Task to carry out
In the material below, how many lines contain the string "NAMESPACE"? Reply with the number only.

- - -

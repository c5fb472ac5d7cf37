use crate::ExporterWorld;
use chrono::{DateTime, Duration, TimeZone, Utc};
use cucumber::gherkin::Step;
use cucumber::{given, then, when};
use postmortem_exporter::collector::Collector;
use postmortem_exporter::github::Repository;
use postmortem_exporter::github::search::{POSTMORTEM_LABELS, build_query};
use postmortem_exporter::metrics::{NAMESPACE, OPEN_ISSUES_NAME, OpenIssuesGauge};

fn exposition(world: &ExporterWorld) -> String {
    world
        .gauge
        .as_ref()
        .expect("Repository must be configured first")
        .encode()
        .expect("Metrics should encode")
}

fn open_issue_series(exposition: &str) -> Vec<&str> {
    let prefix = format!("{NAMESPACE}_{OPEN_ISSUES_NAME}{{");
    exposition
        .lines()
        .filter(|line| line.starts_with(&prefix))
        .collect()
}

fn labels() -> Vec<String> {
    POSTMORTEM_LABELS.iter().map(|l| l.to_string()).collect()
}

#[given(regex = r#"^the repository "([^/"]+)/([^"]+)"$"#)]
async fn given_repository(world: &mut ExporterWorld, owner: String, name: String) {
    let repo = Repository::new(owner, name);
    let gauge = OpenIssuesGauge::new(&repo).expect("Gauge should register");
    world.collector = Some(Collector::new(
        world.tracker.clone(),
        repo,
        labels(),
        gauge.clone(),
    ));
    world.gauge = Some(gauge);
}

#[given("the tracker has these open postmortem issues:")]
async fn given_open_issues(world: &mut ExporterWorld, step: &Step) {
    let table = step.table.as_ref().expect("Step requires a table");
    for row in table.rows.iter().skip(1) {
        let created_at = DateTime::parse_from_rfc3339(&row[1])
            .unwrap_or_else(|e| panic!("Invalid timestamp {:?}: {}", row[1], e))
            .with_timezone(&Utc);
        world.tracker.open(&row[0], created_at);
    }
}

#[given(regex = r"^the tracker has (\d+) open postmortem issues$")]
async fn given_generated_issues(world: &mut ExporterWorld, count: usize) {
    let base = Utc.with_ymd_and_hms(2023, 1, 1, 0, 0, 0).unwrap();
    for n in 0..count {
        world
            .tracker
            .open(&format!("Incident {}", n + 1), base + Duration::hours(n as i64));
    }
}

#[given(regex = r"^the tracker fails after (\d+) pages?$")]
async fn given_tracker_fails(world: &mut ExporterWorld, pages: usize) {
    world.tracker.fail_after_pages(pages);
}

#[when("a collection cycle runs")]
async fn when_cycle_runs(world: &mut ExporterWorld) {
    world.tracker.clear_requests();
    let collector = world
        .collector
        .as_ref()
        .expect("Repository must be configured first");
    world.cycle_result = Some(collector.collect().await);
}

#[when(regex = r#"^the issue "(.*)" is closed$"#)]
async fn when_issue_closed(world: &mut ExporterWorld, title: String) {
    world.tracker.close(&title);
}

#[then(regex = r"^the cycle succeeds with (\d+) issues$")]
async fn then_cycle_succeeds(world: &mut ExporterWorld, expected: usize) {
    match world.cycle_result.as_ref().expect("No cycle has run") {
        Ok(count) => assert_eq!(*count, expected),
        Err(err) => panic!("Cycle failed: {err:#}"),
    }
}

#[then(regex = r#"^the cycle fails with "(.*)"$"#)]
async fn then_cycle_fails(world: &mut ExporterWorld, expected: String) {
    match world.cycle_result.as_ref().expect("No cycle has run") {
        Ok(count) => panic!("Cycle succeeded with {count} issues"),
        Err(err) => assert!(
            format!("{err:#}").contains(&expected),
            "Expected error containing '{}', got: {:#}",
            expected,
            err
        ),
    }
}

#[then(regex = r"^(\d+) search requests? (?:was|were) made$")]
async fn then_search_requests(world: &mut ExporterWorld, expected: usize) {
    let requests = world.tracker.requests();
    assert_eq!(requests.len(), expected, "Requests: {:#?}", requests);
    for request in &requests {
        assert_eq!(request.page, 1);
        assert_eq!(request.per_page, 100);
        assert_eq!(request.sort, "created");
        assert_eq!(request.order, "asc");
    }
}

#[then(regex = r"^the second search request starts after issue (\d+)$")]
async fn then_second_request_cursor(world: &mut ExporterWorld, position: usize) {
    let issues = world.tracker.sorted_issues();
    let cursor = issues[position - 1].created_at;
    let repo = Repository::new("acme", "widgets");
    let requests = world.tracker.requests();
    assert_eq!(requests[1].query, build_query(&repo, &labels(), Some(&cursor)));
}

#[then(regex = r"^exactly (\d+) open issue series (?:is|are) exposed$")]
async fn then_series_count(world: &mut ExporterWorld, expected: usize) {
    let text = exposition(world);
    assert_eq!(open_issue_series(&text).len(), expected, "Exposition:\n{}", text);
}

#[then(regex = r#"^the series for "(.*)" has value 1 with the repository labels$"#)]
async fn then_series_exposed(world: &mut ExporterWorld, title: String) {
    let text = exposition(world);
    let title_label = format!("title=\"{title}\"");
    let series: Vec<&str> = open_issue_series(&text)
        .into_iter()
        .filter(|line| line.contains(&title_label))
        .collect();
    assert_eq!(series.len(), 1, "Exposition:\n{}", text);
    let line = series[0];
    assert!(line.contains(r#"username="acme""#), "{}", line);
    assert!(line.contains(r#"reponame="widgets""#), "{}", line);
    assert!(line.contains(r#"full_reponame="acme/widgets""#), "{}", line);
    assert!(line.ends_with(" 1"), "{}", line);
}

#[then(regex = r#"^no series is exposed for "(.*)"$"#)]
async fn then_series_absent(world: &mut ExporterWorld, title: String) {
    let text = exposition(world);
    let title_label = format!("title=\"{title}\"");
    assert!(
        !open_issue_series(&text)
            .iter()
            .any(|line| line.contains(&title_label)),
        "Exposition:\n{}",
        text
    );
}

- - -

Task response
2